The nail is suddenly too hot to handle, the hammer even hotter, and he drops them both in the dust at his feet. ‘Forget it?’ he echoes, squinting up at me from his crouch.
I’m not even looking at him, just staring out over the burning landscape, the regular dull thump of reconstruction echoing across the hill from the tumbledown condos, the wind kicking up its miniature cyclones, no animate thing visible, not even a bird. I’m thinking of the dead lions (the carcasses disappeared, and I wonder which of the SWAT–team cowboys has a lion skin draped over his couch), and I’m thinking of Mac and how he wanted to do something for all the ugly animals out there, the ones nobody could love, and I’m thinking of my own eternally deluded self, just out of prison and imagining there was something I could do, something to accomplish, even at my age. ‘We’re all done here,’ I say. ‘It’s over.’

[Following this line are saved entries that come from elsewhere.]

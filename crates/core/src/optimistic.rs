//! Optimistic state changes
//!
//! Local state that can apply a change ahead of server confirmation and put
//! it back if the server rejects it.

/// State that supports optimistic changes with per-change undo.
pub trait Optimistic {
    /// A requested change.
    type Action;

    /// Whatever is needed to reverse one applied action.
    type Undo;

    /// Why an action could not be applied locally.
    type Error;

    /// Apply `action` locally and return how to reverse it.
    ///
    /// # Errors
    ///
    /// Returns an error when the action is invalid for the current state; the
    /// state is left unchanged in that case.
    fn apply(&mut self, action: &Self::Action) -> Result<Self::Undo, Self::Error>;

    /// Reverse a previously applied action.
    fn undo(&mut self, undo: Self::Undo);
}
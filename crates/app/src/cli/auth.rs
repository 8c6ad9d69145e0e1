use bengkel_app::{
    context::AppContext,
    domain::auth::{Credentials, NewAccount},
    session::SessionUser,
};
use clap::{Args, Subcommand};

use crate::cli::{failed, or_dash};

#[derive(Debug, Args)]
pub(crate) struct AuthCommand {
    #[command(subcommand)]
    command: AuthSubcommand,
}

#[derive(Debug, Subcommand)]
enum AuthSubcommand {
    /// Sign in and keep the session for later commands
    Login(LoginArgs),

    /// Create a customer account
    Register(RegisterArgs),

    /// Sign out here and on the server
    Logout,

    /// Show the signed-in user
    Whoami,
}

#[derive(Debug, Args)]
struct LoginArgs {
    /// Account email
    #[arg(long)]
    email: String,

    /// Account password
    #[arg(long, env = "BENGKEL_PASSWORD", hide_env_values = true)]
    password: String,
}

#[derive(Debug, Args)]
struct RegisterArgs {
    /// Full name
    #[arg(long)]
    name: String,

    /// Account email
    #[arg(long)]
    email: String,

    /// Phone number
    #[arg(long)]
    phone: Option<String>,

    /// Account password
    #[arg(long, env = "BENGKEL_PASSWORD", hide_env_values = true)]
    password: String,

    /// Password again
    #[arg(long)]
    password_confirmation: String,
}

pub(crate) async fn run(context: &AppContext, command: AuthCommand) -> Result<(), String> {
    match command.command {
        AuthSubcommand::Login(args) => {
            let user = context
                .auth
                .login(Credentials {
                    email: args.email,
                    password: args.password,
                })
                .await
                .map_err(|error| failed("sign in", &error))?;

            println!("signed in as {} <{}>", user.name, user.email);
        }
        AuthSubcommand::Register(args) => {
            let user = context
                .auth
                .register(NewAccount {
                    name: args.name,
                    email: args.email,
                    phone: args.phone,
                    password: args.password,
                    password_confirmation: args.password_confirmation,
                })
                .await
                .map_err(|error| failed("register", &error))?;

            println!("registered {} <{}>", user.name, user.email);

            let signed_in = context
                .session
                .is_authenticated()
                .map_err(|error| format!("failed to read session: {error}"))?;

            if !signed_in {
                println!("sign in with `bengkel auth login` to continue");
            }
        }
        AuthSubcommand::Logout => {
            context
                .auth
                .logout()
                .await
                .map_err(|error| failed("sign out", &error))?;

            println!("signed out");
        }
        AuthSubcommand::Whoami => {
            let user = context
                .auth
                .profile()
                .await
                .map_err(|error| failed("load profile", &error))?;

            print_user(&user);
        }
    }

    Ok(())
}

fn print_user(user: &SessionUser) {
    println!("id: {}", user.id);
    println!("name: {}", user.name);
    println!("email: {}", user.email);
    println!("role: {}", or_dash(user.role.as_deref()));
}
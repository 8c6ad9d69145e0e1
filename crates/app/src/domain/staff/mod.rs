//! Staff accounts

pub mod models;
pub mod service;

pub use models::{DEFAULT_STAFF_ROLE, NewStaff, StaffId, StaffMember, StaffUpdate};
pub use service::*;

The next day, at lunch, April Wind is heroically squirrelly. Andrea and I are eating ancient beef from Mac’s freezers, along with a medley of steamed vegetables and reconstituted potatoes au gratin, and washing it down with a ’92 Bordeaux that’s as rich and thick as syrup and with a bouquet as heady as what God might have served Adam that first night in the garden. It’s good stuff. Believe me. April Wind, wrinkling her nose at the beef, pushes the vegetables around on her plate the way Sierra used to do when she was a child, and after refilling her glass twice, announces, ‘It’s been fun.’
I give Andrea a look, but Andrea’s look tells me she already knows what’s coming. In detail.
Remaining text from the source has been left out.